**Available records**
- - - -

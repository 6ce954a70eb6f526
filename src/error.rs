//! Pipeline error types.

use serde::Serialize;
use thiserror::Error;

/// Result type for pipeline operations.
pub type PipelineResult<T> = Result<T, PipelineError>;

/// Errors reported synchronously by pipeline operations.
///
/// Failures inside a running execution are not raised through this type;
/// they are recorded on the affected execution record instead.
#[derive(Debug, Error)]
pub enum PipelineError {
    /// Missing or malformed caller-supplied content or options.
    #[error("Invalid input: {0}")]
    InvalidInput(String),

    /// Unknown execution id.
    #[error("Execution not found: {0}")]
    NotFound(String),

    /// Persistence failure or invalid configuration path.
    #[error("Configuration error: {0}")]
    Configuration(String),

    /// A specific execution failed.
    #[error("Execution '{id}' failed: {message}")]
    ExecutionFailure { id: String, message: String },
}

impl PipelineError {
    /// Create an invalid input error.
    pub fn invalid_input(message: impl Into<String>) -> Self {
        Self::InvalidInput(message.into())
    }

    /// Create a configuration error.
    pub fn config(message: impl Into<String>) -> Self {
        Self::Configuration(message.into())
    }

    /// Get the category of this error.
    pub fn kind(&self) -> ErrorKind {
        match self {
            Self::InvalidInput(_) => ErrorKind::InvalidInput,
            Self::NotFound(_) => ErrorKind::NotFound,
            Self::Configuration(_) => ErrorKind::ConfigurationError,
            Self::ExecutionFailure { .. } => ErrorKind::ExecutionFailure,
        }
    }
}

/// Error categories exposed to boundary layers.
#[derive(Debug, Clone, Copy, PartialEq, Eq, Serialize)]
#[serde(rename_all = "SCREAMING_SNAKE_CASE")]
pub enum ErrorKind {
    InvalidInput,
    NotFound,
    ConfigurationError,
    ExecutionFailure,
}

#[cfg(test)]
mod tests {
    use super::*;

    #[test]
    fn test_error_kind_mapping() {
        assert_eq!(PipelineError::invalid_input("x").kind(), ErrorKind::InvalidInput);
        assert_eq!(PipelineError::NotFound("exec-1-0".into()).kind(), ErrorKind::NotFound);
        assert_eq!(PipelineError::config("bad path").kind(), ErrorKind::ConfigurationError);
    }

    #[test]
    fn test_error_kind_serializes_screaming_snake() {
        let json = serde_json::to_string(&ErrorKind::ConfigurationError).unwrap();
        assert_eq!(json, "\"CONFIGURATION_ERROR\"");
    }

    #[test]
    fn test_error_display() {
        let err = PipelineError::ExecutionFailure { id: "exec-0-0".into(), message: "boom".into() };
        assert_eq!(err.to_string(), "Execution 'exec-0-0' failed: boom");
    }
}
//! Structural validation of execution responses.
//!
//! Rules come from the `responses.validation` subtree:
//!
//! ```json
//! {
//!   "required_fields": ["summary", "status"],
//!   "allowed_values": { "status": ["completed", "failed", "partial"] },
//!   "field_types": { "summary": "string" }
//! }
//! ```
//!
//! Field names may be dotted paths into nested objects.

use std::collections::BTreeMap;
use std::fmt;

use serde::{Deserialize, Serialize};
use serde_json::Value;

use super::path;

/// JSON type expected for a field.
#[derive(Debug, Clone, Copy, PartialEq, Eq, Serialize, Deserialize)]
#[serde(rename_all = "lowercase")]
pub enum FieldType {
    String,
    Number,
    Boolean,
    Array,
    Object,
    Null,
}

impl FieldType {
    /// Get the type of a JSON value.
    pub fn of(value: &Value) -> Self {
        match value {
            Value::String(_) => Self::String,
            Value::Number(_) => Self::Number,
            Value::Bool(_) => Self::Boolean,
            Value::Array(_) => Self::Array,
            Value::Object(_) => Self::Object,
            Value::Null => Self::Null,
        }
    }
}

impl fmt::Display for FieldType {
    fn fmt(&self, f: &mut fmt::Formatter<'_>) -> fmt::Result {
        let name = match self {
            Self::String => "string",
            Self::Number => "number",
            Self::Boolean => "boolean",
            Self::Array => "array",
            Self::Object => "object",
            Self::Null => "null",
        };
        write!(f, "{}", name)
    }
}

/// Structural rules for execution responses.
#[derive(Debug, Clone, Default, PartialEq, Serialize, Deserialize)]
#[serde(default)]
pub struct ResponseRules {
    /// Fields that must be present
    pub required_fields: Vec<String>,

    /// Allowed values per field
    pub allowed_values: BTreeMap<String, Vec<Value>>,

    /// Expected JSON type per field
    pub field_types: BTreeMap<String, FieldType>,
}

impl ResponseRules {
    /// Parse rules from a configuration value.
    pub fn from_value(value: &Value) -> Result<Self, String> {
        serde_json::from_value(value.clone()).map_err(|e| e.to_string())
    }

    /// Require a field.
    pub fn require(mut self, field: impl Into<String>) -> Self {
        self.required_fields.push(field.into());
        self
    }

    /// Restrict a field to a set of values.
    pub fn allow(mut self, field: impl Into<String>, values: Vec<Value>) -> Self {
        self.allowed_values.insert(field.into(), values);
        self
    }

    /// Check a response against these rules.
    ///
    /// Malformed input is reported as a violation, never as an error.
    pub fn validate(&self, response: &Value) -> ValidationResult {
        let mut result = ValidationResult::ok();

        if !response.is_object() {
            result.add(Violation::NotAnObject { found: FieldType::of(response) });
            return result;
        }

        for field in &self.required_fields {
            if resolve(response, field).is_none() {
                result.add(Violation::MissingField { field: field.clone() });
            }
        }

        for (field, expected) in &self.field_types {
            if let Some(value) = resolve(response, field) {
                let found = FieldType::of(value);
                if found != *expected {
                    result.add(Violation::WrongType {
                        field: field.clone(),
                        expected: *expected,
                        found,
                    });
                }
            }
        }

        for (field, allowed) in &self.allowed_values {
            if let Some(value) = resolve(response, field) {
                if !allowed.contains(value) {
                    result.add(Violation::DisallowedValue {
                        field: field.clone(),
                        value: value.clone(),
                        allowed: allowed.clone(),
                    });
                }
            }
        }

        result
    }
}

fn resolve<'a>(response: &'a Value, field: &str) -> Option<&'a Value> {
    let segments = path::parse(field).ok()?;
    path::lookup(response, &segments)
}

/// A single violated rule.
#[derive(Debug, Clone, PartialEq, Serialize, Deserialize)]
#[serde(tag = "rule", rename_all = "snake_case")]
pub enum Violation {
    /// The response is not a JSON object
    NotAnObject { found: FieldType },

    /// A required field is absent
    MissingField { field: String },

    /// A field has the wrong JSON type
    WrongType { field: String, expected: FieldType, found: FieldType },

    /// A field holds a value outside its allowed set
    DisallowedValue { field: String, value: Value, allowed: Vec<Value> },

    /// The configured rules themselves could not be read
    InvalidRules { message: String },
}

impl fmt::Display for Violation {
    fn fmt(&self, f: &mut fmt::Formatter<'_>) -> fmt::Result {
        match self {
            Self::NotAnObject { found } => write!(f, "response must be an object, got {}", found),
            Self::MissingField { field } => write!(f, "missing required field '{}'", field),
            Self::WrongType { field, expected, found } => {
                write!(f, "field '{}' must be {}, got {}", field, expected, found)
            }
            Self::DisallowedValue { field, value, .. } => {
                write!(f, "field '{}' has disallowed value {}", field, value)
            }
            Self::InvalidRules { message } => write!(f, "validation rules are invalid: {}", message),
        }
    }
}

/// Verdict of a response validation.
#[derive(Debug, Clone, PartialEq, Serialize, Deserialize)]
pub struct ValidationResult {
    /// Whether every rule passed
    pub valid: bool,

    /// Rules that were violated
    pub violations: Vec<Violation>,
}

impl ValidationResult {
    /// Create a passing result.
    pub fn ok() -> Self {
        Self { valid: true, violations: Vec::new() }
    }

    /// Record a violation.
    pub fn add(&mut self, violation: Violation) {
        self.valid = false;
        self.violations.push(violation);
    }

    /// Names of required fields that were missing.
    pub fn missing_fields(&self) -> Vec<&str> {
        self.violations
            .iter()
            .filter_map(|v| match v {
                Violation::MissingField { field } => Some(field.as_str()),
                _ => None,
            })
            .collect()
    }

    /// Human-readable descriptions of every violation.
    pub fn messages(&self) -> Vec<String> {
        self.violations.iter().map(ToString::to_string).collect()
    }
}
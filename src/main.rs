//! bmad - BMAD project detection and auto-execution.
//!
//! Every subcommand prints pretty JSON on stdout. Logs go to stderr.

use std::io::{self, Read};
use std::path::PathBuf;
use std::sync::Arc;

use anyhow::{Context, Result};
use clap::{CommandFactory, Parser, Subcommand, ValueEnum};
use clap_complete::{generate, Shell};
use serde::Serialize;
use serde_json::{Map, Value};
use tracing_subscriber::{fmt, prelude::*, EnvFilter};

use bmad_pipeline::{BmadSystem, ConfigStore};

/// Detect BMAD projects and track their automatic execution
#[derive(Parser)]
#[command(name = "bmad")]
#[command(author, version, about, long_about = None)]
#[command(propagate_version = true)]
struct Cli {
    /// Subcommand to run
    #[command(subcommand)]
    command: Commands,

    /// Configuration file (JSON, or TOML with a .toml extension)
    #[arg(short, long, global = true, env = "BMAD_CONFIG")]
    config: Option<PathBuf>,

    /// Enable verbose logging
    #[arg(short, long, global = true)]
    verbose: bool,
}

#[derive(Subcommand)]
enum Commands {
    /// Show component health and executor statistics
    Status,

    /// Read or write configuration
    Config {
        #[command(subcommand)]
        operation: ConfigOperation,
    },

    /// Run detection on content without side effects
    Detect {
        #[command(flatten)]
        input: Input,
    },

    /// Run content through the full pipeline and wait for the execution
    Execute {
        #[command(flatten)]
        input: Input,

        /// Execution options (key=value, values parsed as JSON when possible)
        #[arg(short, long = "opt", value_name = "KEY=VALUE")]
        opts: Vec<String>,
    },

    /// Show execution counts and configuration counters
    Stats,

    /// Change the execution mode and persist it
    Mode {
        /// New mode (toggles when omitted)
        #[arg(value_enum)]
        mode: Option<Mode>,
    },

    /// Validate a response object against the configured rules
    Validate {
        #[command(flatten)]
        input: Input,
    },

    /// Show the configured response templates
    Templates,

    /// Generate shell completions
    Completions {
        /// Shell to generate completions for
        shell: Shell,
    },
}

#[derive(Subcommand)]
enum ConfigOperation {
    /// Print the full configuration tree
    Show,

    /// Print the value at a dotted path
    Get {
        /// Dotted path (e.g. responses.templates)
        path: String,
    },

    /// Set the value at a dotted path and save
    Set {
        /// Dotted path
        path: String,

        /// Value, parsed as JSON when possible
        value: String,
    },

    /// Print the configuration file location
    Path,
}

#[derive(Clone, Copy, ValueEnum)]
enum Mode {
    On,
    Off,
    Toggle,
}

/// Content given inline, from a file, or on stdin.
#[derive(clap::Args)]
struct Input {
    /// Inline content (reads stdin when neither this nor --file is given)
    content: Option<String>,

    /// Read content from a file
    #[arg(short, long, conflicts_with = "content")]
    file: Option<PathBuf>,
}

impl Input {
    fn read(self) -> Result<String> {
        if let Some(content) = self.content {
            return Ok(content);
        }
        if let Some(path) = self.file {
            return std::fs::read_to_string(&path)
                .with_context(|| format!("Failed to read {}", path.display()));
        }
        let mut buf = String::new();
        io::stdin().read_to_string(&mut buf).context("Failed to read stdin")?;
        Ok(buf)
    }
}

fn main() -> Result<()> {
    let cli = Cli::parse();

    // Setup logging
    let filter = EnvFilter::try_from_default_env().unwrap_or_else(|_| {
        if cli.verbose {
            EnvFilter::new("debug")
        } else {
            EnvFilter::new("warn")
        }
    });

    tracing_subscriber::registry()
        .with(fmt::layer().with_target(false).with_writer(io::stderr))
        .with(filter)
        .init();

    if let Commands::Completions { shell } = cli.command {
        cmd_completions(shell);
        return Ok(());
    }

    let store = match &cli.config {
        Some(path) => ConfigStore::open(path)?,
        None => ConfigStore::open_default()?,
    };
    let system = BmadSystem::new(Arc::new(store));

    match cli.command {
        Commands::Status => print_json(&system.status()),
        Commands::Config { operation } => cmd_config(&system, operation),
        Commands::Detect { input } => print_json(&system.detect(&input.read()?)?),
        Commands::Execute { input, opts } => cmd_execute(&system, &input.read()?, &opts),
        Commands::Stats => print_json(&system.stats()),
        Commands::Mode { mode } => cmd_mode(&system, mode.unwrap_or(Mode::Toggle)),
        Commands::Validate { input } => cmd_validate(&system, &input.read()?),
        Commands::Templates => print_json(&system.templates()),
        Commands::Completions { .. } => Ok(()),
    }
}

fn print_json<T: Serialize>(value: &T) -> Result<()> {
    println!("{}", serde_json::to_string_pretty(value)?);
    Ok(())
}

/// Parse a CLI value as JSON, falling back to a plain string.
fn parse_value(raw: &str) -> Value {
    serde_json::from_str(raw).unwrap_or_else(|_| Value::String(raw.to_string()))
}

fn parse_options(opts: &[String]) -> Result<Map<String, Value>> {
    let mut options = Map::new();
    for opt in opts {
        let Some((key, value)) = opt.split_once('=') else {
            anyhow::bail!("Invalid option '{opt}': expected KEY=VALUE");
        };
        options.insert(key.trim().to_string(), parse_value(value));
    }
    Ok(options)
}

/// Handle configuration commands.
fn cmd_config(system: &BmadSystem, operation: ConfigOperation) -> Result<()> {
    match operation {
        ConfigOperation::Show => print_json(&system.config_all()),
        ConfigOperation::Get { path } => match system.config_get(&path) {
            Some(value) => print_json(&value),
            None => anyhow::bail!("No value at '{path}'"),
        },
        ConfigOperation::Set { path, value } => {
            system.config_set(&path, parse_value(&value))?;
            system.save_config()?;
            print_json(&system.config_get(&path))
        }
        ConfigOperation::Path => {
            if let Some(path) = system.config().path() {
                println!("{}", path.display());
            }
            Ok(())
        }
    }
}

/// Run the pipeline and wait for the execution, if one was started.
fn cmd_execute(system: &BmadSystem, content: &str, opts: &[String]) -> Result<()> {
    let options = parse_options(opts)?;

    let rt = tokio::runtime::Runtime::new()?;
    let response = rt.block_on(async {
        let mut response = system.execute(content, options)?;
        if let Some(record) = response.execution.take() {
            response.execution = Some(system.wait(&record.id.to_string()).await?);
        }
        Ok::<_, bmad_pipeline::PipelineError>(response)
    })?;

    // Keep the counters across invocations.
    system.save_config()?;
    print_json(&response)?;

    match response.execution.as_ref().and_then(|record| record.failure()) {
        Some(error) => Err(error.into()),
        None => Ok(()),
    }
}

fn cmd_mode(system: &BmadSystem, mode: Mode) -> Result<()> {
    let enabled = match mode {
        Mode::Toggle => system.toggle_execution_mode()?,
        Mode::On | Mode::Off => {
            let enabled = matches!(mode, Mode::On);
            system.config().set_execution_mode(enabled);
            system.save_config()?;
            enabled
        }
    };
    print_json(&serde_json::json!({ "executionEnabled": enabled }))
}

fn cmd_validate(system: &BmadSystem, raw: &str) -> Result<()> {
    // Unparsable input is itself a validation failure.
    let response = serde_json::from_str(raw).unwrap_or_else(|_| Value::String(raw.to_string()));
    let result = system.validate_response(&response);
    print_json(&result)?;
    if !result.valid {
        anyhow::bail!("Response failed validation: {}", result.messages().join("; "));
    }
    Ok(())
}

/// Generate shell completions.
fn cmd_completions(shell: Shell) {
    let mut cmd = Cli::command();
    generate(shell, &mut cmd, "bmad", &mut io::stdout());
}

- - - -

**Work item**
Lines holding "messages" in the data above: copy each of them.

**Task output**
    pub fn messages(&self) -> Vec<String> {
        anyhow::bail!("Response failed validation: {}", result.messages().join("; "));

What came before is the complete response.